Sanskrit, India’s ancient language in which the Vedas and Upanishads were written, has fallen prey to UPA’s minority politics this election year. The appointment of a Second Sanskrit Commission, 58 years after the first set up in 1956 by the first Nehru Government, may have been the Congress-led UPA government’s half hearted bid to ward off the minority appeasement tag attached to it. But it has vanished within a week it was issued. In an unprecedented move, the circular was withdrawn within a week without explanation. It has also been deleted from the ministry website. What’s more, even the members of the Commission are clueless about the vanishing act.

The HRD Ministry had issued a circular setting up the Second Commission on December 23, 2013 with Satyavrat Sasthri, Jnanpith award winner and Padmabhushan awardee, as chairman. The 13-member committee, comprising Sanskrit experts from all over the country, was given an year’s tenure and asked to submit its report by the end of 2014.

“We were told about the setting up of the Commission. But we came to know that the circular has been withdrawn only when another Sanskrit scholar called me up to say that it is no longer there in the ministry website. We, members, have decided to seek an explanation from the ministry,” a commission member told The Sunday Standard.

 The HRD Ministry, when contacted, offered no answers.  “I have no information on the withdrawal of the Sanskrit Commission. I have to check,” Higher Education Secretary Asok Thakur said.

 All that the other tightlipped officials  were willing to reveal was: “There has been some error with regard to the circular and it will be corrected soon.” The “error”, according to unofficial revelations, varies from quarter to quarter.

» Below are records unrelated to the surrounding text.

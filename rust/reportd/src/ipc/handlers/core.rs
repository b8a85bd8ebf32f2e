use crate::db;
use crate::ipc::error::{err, ok};
use crate::ipc::types::{AppState, Request};
use serde_json::json;
use std::path::{Path, PathBuf};

fn handle_health(state: &AppState, req: &Request) -> serde_json::Value {
    let workspace = state.workspace.as_deref().map(|p| p.to_string_lossy().into_owned());
    ok(
        &req.id,
        json!({
            "service": env!("CARGO_PKG_NAME"),
            "version": env!("CARGO_PKG_VERSION"),
            "workspacePath": workspace,
            "databaseOpen": state.db.is_some(),
        }),
    )
}

/// Opens (creating if needed) the workspace database and makes it current.
pub fn select_workspace(state: &mut AppState, path: &Path) -> anyhow::Result<()> {
    let conn = db::open_db(path)?;
    state.db = Some(conn);
    state.workspace = Some(path.to_path_buf());
    tracing::info!(workspace = %path.display(), "workspace selected");
    Ok(())
}

fn handle_workspace_select(state: &mut AppState, req: &Request) -> serde_json::Value {
    let p = req
        .params
        .get("path")
        .and_then(|v| v.as_str())
        .filter(|s| !s.trim().is_empty())
        .map(PathBuf::from);
    let Some(path) = p else {
        return err(&req.id, "bad_params", "missing params.path", None);
    };

    match select_workspace(state, &path) {
        Ok(()) => ok(&req.id, json!({ "workspacePath": path.to_string_lossy() })),
        Err(e) => err(&req.id, "db_open_failed", format!("{e:#}"), None),
    }
}

pub fn try_handle(state: &mut AppState, req: &Request) -> Option<serde_json::Value> {
    match req.method.as_str() {
        "health" => Some(handle_health(state, req)),
        "workspace.select" => Some(handle_workspace_select(state, req)),
        _ => None,
    }
}
use serde::Serialize;
use serde_json::{json, Value};

#[derive(Debug, Serialize)]
struct ErrorBody<'a> {
    code: &'a str,
    message: String,
    #[serde(skip_serializing_if = "Option::is_none")]
    details: Option<Value>,
}

pub fn ok(id: &str, result: Value) -> Value {
    json!({ "id": id, "ok": true, "result": result })
}

pub fn err(id: &str, code: &str, message: impl Into<String>, details: Option<Value>) -> Value {
    let error = ErrorBody {
        code,
        message: message.into(),
        details,
    };
    json!({ "id": id, "ok": false, "error": error })
}
use crate::calc::{self, StudentRecord};
use crate::ipc::helpers::{
    db_err, optional_bool, optional_form_level, optional_str, required_form_level, required_str,
    school_id, with_conn, HandlerErr,
};
use crate::ipc::types::{AppState, Request};
use rusqlite::{Connection, OptionalExtension};
use serde_json::{json, Value};

const MAX_NAME_LEN: usize = 100;

#[derive(Debug, Clone, Copy, PartialEq, Eq)]
enum Status {
    Active,
    Withdrawn,
}

impl Status {
    fn parse(s: &str) -> Option<Self> {
        match s.trim().to_ascii_lowercase().as_str() {
            "active" => Some(Status::Active),
            "withdrawn" => Some(Status::Withdrawn),
            _ => None,
        }
    }

    fn as_str(self) -> &'static str {
        match self {
            Status::Active => "Active",
            Status::Withdrawn => "Withdrawn",
        }
    }
}

fn name_field(params: &Value, key: &str) -> Result<String, HandlerErr> {
    let s = required_str(params, key)?;
    if s.chars().count() > MAX_NAME_LEN {
        return Err(HandlerErr::bad_params(format!(
            "{} length must be <= {}",
            key, MAX_NAME_LEN
        )));
    }
    Ok(s)
}

/// Zero-padded serial, one past the highest number in use.
fn next_student_number(conn: &Connection) -> Result<String, HandlerErr> {
    let max: Option<i64> = conn
        .query_row(
            "SELECT MAX(CAST(student_number AS INTEGER)) FROM students",
            [],
            |r| r.get(0),
        )
        .map_err(|e| db_err("db_query_failed", "students", e))?;
    Ok(format!("{:04}", max.unwrap_or(0) + 1))
}

fn students_create(conn: &Connection, params: &Value) -> Result<Value, HandlerErr> {
    let first_name = name_field(params, "firstName")?;
    let last_name = name_field(params, "lastName")?;
    let form_level = required_form_level(params)?;
    let date_of_birth = optional_str(params, "dateOfBirth")?;
    let email = optional_str(params, "email")?;
    let phone = optional_str(params, "phone")?;
    let address = optional_str(params, "address")?;
    let guardian_name = optional_str(params, "guardianName")?;
    let guardian_phone = optional_str(params, "guardianPhone")?;
    let guardian_email = optional_str(params, "guardianEmail")?;
    let school = school_id(params)?;

    let student_id = uuid::Uuid::new_v4().to_string();
    let student_number = next_student_number(conn)?;
    conn.execute(
        "INSERT INTO students(id, student_number, first_name, last_name, date_of_birth,
            grade_level, email, phone, address, guardian_name, guardian_phone, guardian_email,
            status, school_id, enrolled_at)
         VALUES(?, ?, ?, ?, ?, ?, ?, ?, ?, ?, ?, ?, 'Active', ?, ?)",
        rusqlite::params![
            student_id,
            student_number,
            first_name,
            last_name,
            date_of_birth,
            form_level,
            email,
            phone,
            address,
            guardian_name,
            guardian_phone,
            guardian_email,
            school,
            chrono::Local::now().to_rfc3339(),
        ],
    )
    .map_err(|e| db_err("db_insert_failed", "students", e))?;

    tracing::info!(%student_id, %student_number, form_level, "student created");
    Ok(json!({ "studentId": student_id, "studentNumber": student_number }))
}

fn students_list(conn: &Connection, params: &Value) -> Result<Value, HandlerErr> {
    let form_level = optional_form_level(params)?;
    let school = school_id(params)?;
    let include_withdrawn = optional_bool(params, "includeWithdrawn")?.unwrap_or(false);

    let sql = format!(
        "SELECT {} FROM students
         WHERE (?1 IS NULL OR grade_level = ?1)
           AND (?2 IS NULL OR school_id = ?2)
           AND (?3 = 1 OR status = 'Active')
         ORDER BY first_name, last_name",
        calc::STUDENT_COLUMNS
    );
    let mut stmt = conn
        .prepare(&sql)
        .map_err(|e| db_err("db_query_failed", "students", e))?;
    let students: Vec<StudentRecord> = stmt
        .query_map(
            (form_level, school.as_deref(), include_withdrawn as i64),
            calc::student_from_row,
        )
        .and_then(|it| it.collect::<Result<Vec<_>, _>>())
        .map_err(|e| db_err("db_query_failed", "students", e))?;
    Ok(json!({ "students": students }))
}

fn students_get(conn: &Connection, params: &Value) -> Result<Value, HandlerErr> {
    let student_id = required_str(params, "studentId")?;
    let student = calc::require_student(conn, &student_id)?;
    Ok(json!({ "student": student }))
}

fn not_found(student_id: &str) -> HandlerErr {
    HandlerErr::new("not_found", "student not found").with_details(json!({ "studentId": student_id }))
}

fn students_update(conn: &Connection, params: &Value) -> Result<Value, HandlerErr> {
    let student_id = required_str(params, "studentId")?;
    let first_name = name_field(params, "firstName")?;
    let last_name = name_field(params, "lastName")?;
    let changed = conn
        .execute(
            "UPDATE students SET first_name = ?, last_name = ?, updated_at = ? WHERE id = ?",
            (
                &first_name,
                &last_name,
                chrono::Local::now().to_rfc3339(),
                &student_id,
            ),
        )
        .map_err(|e| db_err("db_update_failed", "students", e))?;
    if changed == 0 {
        return Err(not_found(&student_id));
    }
    tracing::info!(%student_id, "student renamed");
    Ok(json!({ "ok": true }))
}

fn students_set_status(conn: &Connection, params: &Value) -> Result<Value, HandlerErr> {
    let student_id = required_str(params, "studentId")?;
    let raw = required_str(params, "status")?;
    let status = Status::parse(&raw).ok_or_else(|| {
        HandlerErr::bad_params("status must be one of: Active, Withdrawn")
            .with_details(json!({ "status": raw }))
    })?;
    let changed = conn
        .execute(
            "UPDATE students SET status = ?, updated_at = ? WHERE id = ?",
            (status.as_str(), chrono::Local::now().to_rfc3339(), &student_id),
        )
        .map_err(|e| db_err("db_update_failed", "students", e))?;
    if changed == 0 {
        return Err(not_found(&student_id));
    }
    tracing::info!(%student_id, status = status.as_str(), "student status changed");
    Ok(json!({ "ok": true, "status": status.as_str() }))
}

/// Removes the student's marks and the student as one unit.
fn students_delete(conn: &Connection, params: &Value) -> Result<Value, HandlerErr> {
    let student_id = required_str(params, "studentId")?;
    let exists = conn
        .query_row("SELECT 1 FROM students WHERE id = ?", [&student_id], |r| {
            r.get::<_, i64>(0)
        })
        .optional()
        .map_err(|e| db_err("db_query_failed", "students", e))?
        .is_some();
    if !exists {
        return Err(not_found(&student_id));
    }

    let tx = conn
        .unchecked_transaction()
        .map_err(|e| HandlerErr::new("db_tx_failed", e.to_string()))?;
    let marks_deleted = match tx.execute("DELETE FROM student_marks WHERE student_id = ?", [&student_id]) {
        Ok(n) => n,
        Err(e) => {
            let _ = tx.rollback();
            return Err(db_err("db_delete_failed", "student_marks", e));
        }
    };
    if let Err(e) = tx.execute("DELETE FROM students WHERE id = ?", [&student_id]) {
        let _ = tx.rollback();
        return Err(db_err("db_delete_failed", "students", e));
    }
    tx.commit()
        .map_err(|e| HandlerErr::new("db_tx_failed", e.to_string()))?;

    tracing::info!(%student_id, marks_deleted, "student deleted");
    Ok(json!({ "ok": true, "marksDeleted": marks_deleted }))
}

pub fn try_handle(state: &mut AppState, req: &Request) -> Option<serde_json::Value> {
    match req.method.as_str() {
        "students.create" => Some(with_conn(state, req, students_create)),
        "students.list" => Some(with_conn(state, req, students_list)),
        "students.get" => Some(with_conn(state, req, students_get)),
        "students.update" => Some(with_conn(state, req, students_update)),
        "students.setStatus" => Some(with_conn(state, req, students_set_status)),
        "students.delete" => Some(with_conn(state, req, students_delete)),
        _ => None,
    }
}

One version being offered by an unnamed official is that the HRD ministry did not include a Sanskrit scholar from Panjab University, Chandigarh, the alma matter of PM Manmohan Singh, in the Commission and that the circular was withdrawn after the ministry was pulled up for this “error of judgment.”

“We did not include the name of Shankar G Jha of Panjab University and we were told to correct it by higher ups. So the circular had to be withdrawn,” said the HRD ministry official. He insisted the circular would be re-issued “soon” once the error was corrected, but he didn’t know when.

 He denied that the PMO had intervened, adding that Jha was an “eminent scholar.”

Another story doing the rounds is that HRD Minister Pallam Raju developed cold feet after taking the decision.